After encountering challenges involved in making teenier chips, Intel is now advancing the chip manufacturing process every two and a half years. It did so with its current 14-nanometer manufacturing process, and is expected to do so with its upcoming 10-nm process, Stacy Smith, chief financial officer, said during a speech this week at the Morgan Stanley Technology, Media and Telecom Conference.

But Intel hopes to end the half-year lapse at the upcoming 7-nm process, when it hopes to return to advancing chip manufacturing every two years, Smith said.

"We would like to be at two years, but we're not," Smith said. "We're just watching 7-nm as being the potential time where there's a technology shift that might allow us to get back to the two-year cadence."

Intel has based its chip manufacturing advancements on an observation called Moore's Law, which states that the density of transistors should double every two years while cost per transistor declines. Intel's goal is to get back in line with Moore's Law, which served the company well for decades.

Manufacturing issues during the 14-nm process led to Intel slowing chip manufacturing advancements to a 2.5-year time frame. That led to product delays and wholesale changes in chip release plans.

One issue: Intel typically releases two chip architectures with one manufacturing process, but for the first time will release three with the 14-nanometer process. Intel has released chips code-named Broadwell and Skylake, and later this year will release chips code-named Kaby Lake.

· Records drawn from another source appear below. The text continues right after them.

//! Catalog record loading
//!
//! Each catalog record lives in its own `.yaml` file. Files are visited in
//! file-name order so that record order, and therefore quote tie-breaking,
//! is stable across machines.

use serde::de::DeserializeOwned;
use std::fs;
use std::path::{Path, PathBuf};

use crate::core::catalog::CatalogError;
use crate::yaml::parse_yaml;

/// List the record files in a catalog directory, sorted by file name
pub fn record_files(dir: &Path) -> Result<Vec<PathBuf>, CatalogError> {
    if !dir.is_dir() {
        return Err(CatalogError::DataUnavailable {
            path: dir.to_path_buf(),
            reason: "directory does not exist".to_string(),
        });
    }

    let mut files = Vec::new();
    for entry in walkdir::WalkDir::new(dir).sort_by_file_name() {
        let entry = entry.map_err(|e| CatalogError::DataUnavailable {
            path: dir.to_path_buf(),
            reason: e.to_string(),
        })?;
        let path = entry.path();
        if entry.file_type().is_file()
            && path
                .extension()
                .map_or(false, |e| e == "yaml" || e == "yml")
        {
            files.push(path.to_path_buf());
        }
    }

    Ok(files)
}

/// Read and parse a single record file
pub fn load_record<T: DeserializeOwned>(path: &Path) -> Result<T, CatalogError> {
    let content = fs::read_to_string(path).map_err(|e| CatalogError::DataUnavailable {
        path: path.to_path_buf(),
        reason: e.to_string(),
    })?;
    let filename = path.display().to_string();
    Ok(parse_yaml(&content, &filename)?)
}

/// Load every record in a directory. The first unreadable or malformed file
/// fails the whole load.
pub fn load_all<T: DeserializeOwned>(dir: &Path) -> Result<Vec<T>, CatalogError> {
    let records = record_files(dir)?
        .iter()
        .map(|path| load_record(path))
        .collect::<Result<Vec<T>, _>>()?;
    tracing::debug!(dir = %dir.display(), count = records.len(), "loaded catalog records");
    Ok(records)
}

#[cfg(test)]
mod tests {
    use super::*;
    use crate::entities::pricing_rule::PricingRule;
    use tempfile::tempdir;

    const USA_RULE: &str = "region: usa\nlabor_rate_per_unit: 0.2\ntooling_base: 50\n\
tooling_per_hardware_type: 25\nshipping_rate_per_lb: 0.1\nshipping_base: 20\n\
lead_time_weeks_min: 2\nlead_time_weeks_max: 4\nmoq: 100\n";

    #[test]
    fn test_missing_dir_is_data_unavailable() {
        let result = record_files(Path::new("/nonexistent/catalog/pricing"));
        assert!(matches!(result, Err(CatalogError::DataUnavailable { .. })));
    }

    #[test]
    fn test_record_files_sorted_and_filtered() {
        let dir = tempdir().unwrap();
        fs::write(dir.path().join("b.yaml"), USA_RULE).unwrap();
        fs::write(dir.path().join("a.yml"), USA_RULE).unwrap();
        fs::write(dir.path().join("notes.txt"), "ignore me").unwrap();

        let files = record_files(dir.path()).unwrap();
        let names: Vec<_> = files
            .iter()
            .map(|p| p.file_name().unwrap().to_string_lossy().to_string())
            .collect();
        assert_eq!(names, vec!["a.yml", "b.yaml"]);
    }

    #[test]
    fn test_load_all_parses_records() {
        let dir = tempdir().unwrap();
        fs::write(dir.path().join("usa.yaml"), USA_RULE).unwrap();

        let rules: Vec<PricingRule> = load_all(dir.path()).unwrap();
        assert_eq!(rules.len(), 1);
        assert_eq!(rules[0].moq, 100);
    }

    #[test]
    fn test_load_all_fails_on_malformed_record() {
        let dir = tempdir().unwrap();
        fs::write(dir.path().join("usa.yaml"), USA_RULE).unwrap();
        fs::write(dir.path().join("zz.yaml"), "region: [unclosed\n").unwrap();

        let result: Result<Vec<PricingRule>, _> = load_all(dir.path());
        assert!(matches!(result, Err(CatalogError::Parse(_))));
    }

    #[test]
    fn test_empty_dir_loads_nothing() {
        let dir = tempdir().unwrap();
        let rules: Vec<PricingRule> = load_all(dir.path()).unwrap();
        assert!(rules.is_empty());
    }
}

The first chips based on the 10-nanometer process, code-named Cannonlake, will come in the second half of 2017.

Returning to the Moore's Law schedule hinges on a new technology called EUV (extreme ultraviolet lithography), which eliminates some of the complexity associated with making smaller chips.

EUV could come into action with the 7-nm process. The technology uses ultraviolet light to transfer circuit patterns on silicon wafers using masks. EUV can't be used now because the tools don't exist.

As chips get smaller, the chance of errors in the manufacturing process also increases. Current techniques like multipatterning lithography -- used in Intel's 14-nm process -- do not allow Intel to further reduce chip sizes, Smith said.

It's possible that EUV tools will be ready earlier than expected so they can be implemented in the 10-nm process, but Intel isn't planning for that yet, Smith said.

Intel has lost the manufacturing advantage it had over rivals Samsung, TSMC and GlobalFoundries, but a move to the 10-nm process should put it on top again. Samsung and GlobalFoundries are now making 14-nm chips and haven't shared plans to advance chip manufacturing processes.

For Intel, keeping up with Moore’s Law and two-year manufacturing advances is expensive. The chip maker in 2015 estimated it would need to spend US$270 billion over a 10-year period on manufacturing and development, up from an estimated $104 billion in 2011. The estimate includes the cost of wafers, manpower and tools like EUV.

Beyond EUV, advances in materials could help Intel produce faster and more power-efficient chips. Intel has floated the idea of using GaN (gallium nitride) to partly replace silicon on chips. GaN is a better conductor of electricity and performs much faster than silicon, and it could initially be used in power regulators and other components.